Imagination needs inspiration to bloom.



2015/12/17

Night by Elie Wiesel

Elie Wiesel was fifteen years old when he and his family, living in Romania, were placed in a ghetto and then deported to Auschwitz, and later Buchenwald. He lost his entire family in the concentration camp and it's painful to read, knowing that would happen. He became A-7713, and eventually he did loose his identity. 

He portrays the dehumanization process very well. How the SS officers treated the people, reduced them and made them forget their value. When confronted by the evil of men, the prisoners loosed their identity. Wiesel watched people stop caring about their families, leaving them. He thought it horrible. It seems that many people went through a major transformation, not only physically, but psychiologically, as well. They handled such strong feelings, and eventually, they run out of them, or they become immune. Perhaps it was a defence mechanism. Wiesel describes a situation where everyone was struggling to survive, every man for himself. No one could afford to care much about anyone else. It takes you one step closer to get a glimpse of how life was during that time. Sons stopped caring about their fathers. People fighting, even killing, for a piece of bread. Eventually, when Wiesel's father was getting weaker, he realized that he had become one of them, an unbearable thought. It's terrible to read about. I understand his thoughts, but I think he really tried. He managed to not be separated from his father, but remained with him for eight months. They worked under unbearable, excruciating circumstances, and he tried to help and support his father, but admits he failed. It is one of the most heart-breaking parts of the book. After seeing his father changing, starving and suffering from dysentery, he realized that he couldn't help him, and even if he could, he didn't have the energy to do it, which made him ashamed.
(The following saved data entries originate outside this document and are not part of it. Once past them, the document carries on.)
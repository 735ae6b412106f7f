//! ZhipuAI chat and CogView drawing adapters (OpenAI-compatible).
//!
//! CogView answers with either a URL or inline base64 per image; both are
//! saved locally.

use crate::dispatch::Provider;
use crate::openai::{self, CompatProfile, ImageEncoding};
use crate::options::{ChatOptions, DrawingOptions};

pub const PROFILE: CompatProfile = CompatProfile {
    kind: Provider::ZhipuAI,
    provider: "ZhipuAI",
    base_url: "https://open.bigmodel.cn/api/paas/v4",
    default_model: "glm-4",
    images: ImageEncoding::RawBase64,
    plugins: true,
    image_model: "cogview-3",
    image_options: false,
};

pub async fn chat(options: ChatOptions) {
    openai::chat_with(&PROFILE, options).await
}

pub async fn drawing(options: DrawingOptions) {
    openai::drawing_with(&PROFILE, options).await
}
Wiesel is very honest to admit this about himself.

The prisoners weren't treated as human beings. They had no dignity, nothing left. It's very well portrayed how exhaustion and hunger might change a person, take away his will to help people and even his will to live. Living in such a world, Wiesel lost his will to survive, his faith and his innocence. Even on liberation day, people didn't think about revenge. They just wanted bread.
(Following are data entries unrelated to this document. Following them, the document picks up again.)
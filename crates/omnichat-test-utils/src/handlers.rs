//! Handlers that record every event for later inspection.

use std::sync::{Arc, Mutex};

use omnichat_provider::{AnswerEvent, AnswerHandler, DrawingEvent, DrawingHandler};

use crate::assertions::{assert_answer_discipline, assert_drawing_discipline};

/// Records chat events in arrival order.
///
/// # Example
///
/// ```rust,ignore
/// let handler = RecordingAnswerHandler::new();
/// let options = ChatOptions::new("ses", handler.clone());
/// openai::chat(options).await;
/// assert_eq!(handler.end_error(), None);
/// ```
#[derive(Debug, Default)]
pub struct RecordingAnswerHandler {
    events: Mutex<Vec<AnswerEvent>>,
}

impl RecordingAnswerHandler {
    pub fn new() -> Arc<Self> {
        Arc::new(Self::default())
    }

    fn push(&self, event: AnswerEvent) {
        self.events
            .lock()
            .unwrap_or_else(|e| e.into_inner())
            .push(event);
    }

    pub fn events(&self) -> Vec<AnswerEvent> {
        self.events
            .lock()
            .unwrap_or_else(|e| e.into_inner())
            .clone()
    }

    /// All appended deltas, concatenated.
    pub fn text(&self) -> String {
        self.deltas().concat()
    }

    pub fn deltas(&self) -> Vec<String> {
        self.events()
            .into_iter()
            .filter_map(|e| match e {
                AnswerEvent::Append { delta, .. } => Some(delta),
                _ => None,
            })
            .collect()
    }

    pub fn started(&self) -> bool {
        self.events()
            .iter()
            .any(|e| matches!(e, AnswerEvent::Start { .. }))
    }

    /// Number of `end` events received.
    pub fn end_count(&self) -> usize {
        self.events()
            .iter()
            .filter(|e| matches!(e, AnswerEvent::End { .. }))
            .count()
    }

    /// The error carried by `end`, `None` if the session ended cleanly or
    /// has not ended.
    pub fn end_error(&self) -> Option<String> {
        self.events().into_iter().find_map(|e| match e {
            AnswerEvent::End { error, .. } => error,
            _ => None,
        })
    }

    pub fn shrunk_to(&self) -> Option<usize> {
        self.events().into_iter().find_map(|e| match e {
            AnswerEvent::ContextShrunk { new_len, .. } => Some(new_len),
            _ => None,
        })
    }

    /// Panic unless the events follow `start, append*, end`.
    pub fn assert_discipline(&self) {
        assert_answer_discipline(&self.events());
    }
}

impl AnswerHandler for RecordingAnswerHandler {
    fn start_answer(&self, session_id: &str) {
        self.push(AnswerEvent::Start {
            session_id: session_id.to_string(),
        });
    }

    fn append_answer(&self, session_id: &str, delta: &str) {
        self.push(AnswerEvent::Append {
            session_id: session_id.to_string(),
            delta: delta.to_string(),
        });
    }

    fn end(&self, session_id: &str, error: Option<&str>) {
        self.push(AnswerEvent::End {
            session_id: session_id.to_string(),
            error: error.map(str::to_string),
        });
    }

    fn context_shrunk(&self, session_id: &str, new_len: usize) {
        self.push(AnswerEvent::ContextShrunk {
            session_id: session_id.to_string(),
            new_len,
        });
    }
}

/// Records drawing events in arrival order.
#[derive(Debug, Default)]
pub struct RecordingDrawingHandler {
    events: Mutex<Vec<DrawingEvent>>,
}

impl RecordingDrawingHandler {
    pub fn new() -> Arc<Self> {
        Arc::new(Self::default())
    }

    fn push(&self, event: DrawingEvent) {
        self.events
            .lock()
            .unwrap_or_else(|e| e.into_inner())
            .push(event);
    }

    pub fn events(&self) -> Vec<DrawingEvent> {
        self.events
            .lock()
            .unwrap_or_else(|e| e.into_inner())
            .clone()
    }

    /// Paths delivered by `image_generated`, if it was called.
    pub fn images(&self) -> Option<Vec<String>> {
        self.events().into_iter().find_map(|e| match e {
            DrawingEvent::ImageGenerated { paths, .. } => Some(paths),
            _ => None,
        })
    }

    pub fn end_count(&self) -> usize {
        self.events()
            .iter()
            .filter(|e| matches!(e, DrawingEvent::End { .. }))
            .count()
    }

    pub fn end_error(&self) -> Option<String> {
        self.events().into_iter().find_map(|e| match e {
            DrawingEvent::End { error, .. } => error,
            _ => None,
        })
    }

    /// Panic unless the events follow `image_generated?, end`.
    pub fn assert_discipline(&self) {
        assert_drawing_discipline(&self.events());
    }
}

impl DrawingHandler for RecordingDrawingHandler {
    fn image_generated(&self, session_id: &str, paths: &[String]) {
        self.push(DrawingEvent::ImageGenerated {
            session_id: session_id.to_string(),
            paths: paths.to_vec(),
        });
    }

    fn end(&self, session_id: &str, error: Option<&str>) {
        self.push(DrawingEvent::End {
            session_id: session_id.to_string(),
            error: error.map(str::to_string),
        });
    }
}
After the war, Elie Wiesel has worked as a professional journalist and international correspondent, devoted himself to political activism, tried to join underground movements, and started the Elie Wiesel Foundation for Humanity. For ten years after the war, he refused to talk about his time in the concentration camps. After a conversation with an author, he changed his mind, and wrote the 900-pages memoir And the world remained silent, which was later shortened and named Night. A film director approached Wiesel and suggested to make a movie based on the book, but he refused, claiming that a movie would destroy his story, which needed the silence between the words. In 1986, he received the Nobel Peace Price, and his acceptance speech is in this book. Despite all his achievements, Wiesel has asked himself if he has done enough. That makes me sad and ashamed. The least I can do is to read this book, trying to understand people's experiences during the holocaust, and promise to never forget.

Before being taken to Auschwitz, many people weren't able to believe in the final solution. There were some rumors, but they didn't think that such a thing could happen in modern time. The idea of an entire people, wiped out, was absurd and impossible to understand. Wiesel faced the truth when coming to Auschwitz and seeing the crematorium. It's still very difficult to comprehend that millions of people were wiped out. This book is so important, not only because it's about the holocaust, but also because of the humble, personal way it is written that somehows emphasizing the horror and the structures of evil.